:: Goal of the exercise ::
Copy out the data line by line exactly, from its start to the line bearing "use serde::Serialize;", inclusive.

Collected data
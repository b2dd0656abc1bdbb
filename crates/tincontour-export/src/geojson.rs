//! GeoJSON export serializer.
//!
//! Converts a [`ContourSet`] into an RFC 7946 `FeatureCollection` with one
//! `LineString` feature per contour line. Feature properties carry the
//! attribute table of the contour layer: `FID`, `HEIGHT` and `CLOSED`.
//!
//! This is a pure function with no I/O -- it returns a `String`.

use serde::Serialize;

use tincontour_pipeline::{ContourLine, ContourSet};

use crate::ExportError;

/// Metadata to embed in the GeoJSON document.
#[derive(Debug, Clone, Default)]
pub struct GeoJsonMetadata<'a> {
    /// Layer name, emitted as a top-level `"name"` member.
    ///
    /// Typically the input file stem.
    pub name: Option<&'a str>,

    /// Pretty-print the document instead of emitting a single line.
    pub pretty: bool,
}

#[derive(Debug, Serialize)]
struct FeatureCollection<'a> {
    #[serde(rename = "type")]
    type_: &'static str,
    #[serde(skip_serializing_if = "Option::is_none")]
    name: Option<&'a str>,
    features: Vec<Feature>,
}

#[derive(Debug, Serialize)]
struct Feature {
    #[serde(rename = "type")]
    type_: &'static str,
    id: usize,
    geometry: LineString,
    properties: Properties,
}

#[derive(Debug, Serialize)]
struct LineString {
    #[serde(rename = "type")]
    type_: &'static str,
    coordinates: Vec<[f64; 2]>,
}

#[derive(Debug, Serialize)]
#[serde(rename_all = "UPPERCASE")]
struct Properties {
    fid: usize,
    height: f64,
    closed: bool,
}

impl From<&ContourLine> for Feature {
    fn from(line: &ContourLine) -> Self {
        Self {
            type_: "Feature",
            id: line.fid,
            geometry: LineString {
                type_: "LineString",
                coordinates: line.polyline.points().iter().map(|p| [p.x, p.y]).collect(),
            },
            properties: Properties {
                fid: line.fid,
                height: line.elevation,
                closed: line.closed,
            },
        }
    }
}

/// Serialize a contour set as a GeoJSON `FeatureCollection`.
///
/// Features appear in output order, so feature `i` has `FID == i + 1`.
/// Closed loops keep their duplicated closing vertex, as RFC 7946 expects
/// of a closed `LineString`.
///
/// # Examples
///
/// ```
/// use tincontour_pipeline::{ContourLine, ContourSet, Point, Polyline};
/// use tincontour_export::{GeoJsonMetadata, to_geojson};
///
/// let set = ContourSet {
///     lines: vec![ContourLine {
///         fid: 1,
///         elevation: 120.0,
///         band: 12,
///         closed: false,
///         polyline: Polyline::new(vec![Point::new(0.0, 0.0), Point::new(1.5, 2.0)]),
///     }],
/// };
/// let json = to_geojson(&set, &GeoJsonMetadata::default()).unwrap();
/// assert!(json.contains(r#""type":"FeatureCollection""#));
/// assert!(json.contains(r#""HEIGHT":120.0"#));
/// ```
///
/// # Errors
///
/// Returns [`ExportError::Json`] if serialization fails.
pub fn to_geojson(set: &ContourSet, metadata: &GeoJsonMetadata<'_>) -> Result<String, ExportError> {
    let collection = FeatureCollection {
        type_: "FeatureCollection",
        name: metadata.name,
        features: set.lines.iter().map(Feature::from).collect(),
    };
    let json = if metadata.pretty {
        serde_json::to_string_pretty(&collection)?
    } else {
        serde_json::to_string(&collection)?
    };
    Ok(json)
}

:: Result for this exercise ::
repository b2dd0656abc1bdbb
filename crates/tincontour-export/src/geojson.rs
//! GeoJSON export serializer.
//!
//! Converts a [`ContourSet`] into an RFC 7946 `FeatureCollection` with one
//! `LineString` feature per contour line. Feature properties carry the
//! attribute table of the contour layer: `FID`, `HEIGHT` and `CLOSED`.
//!
//! This is a pure function with no I/O -- it returns a `String`.

use serde::Serialize;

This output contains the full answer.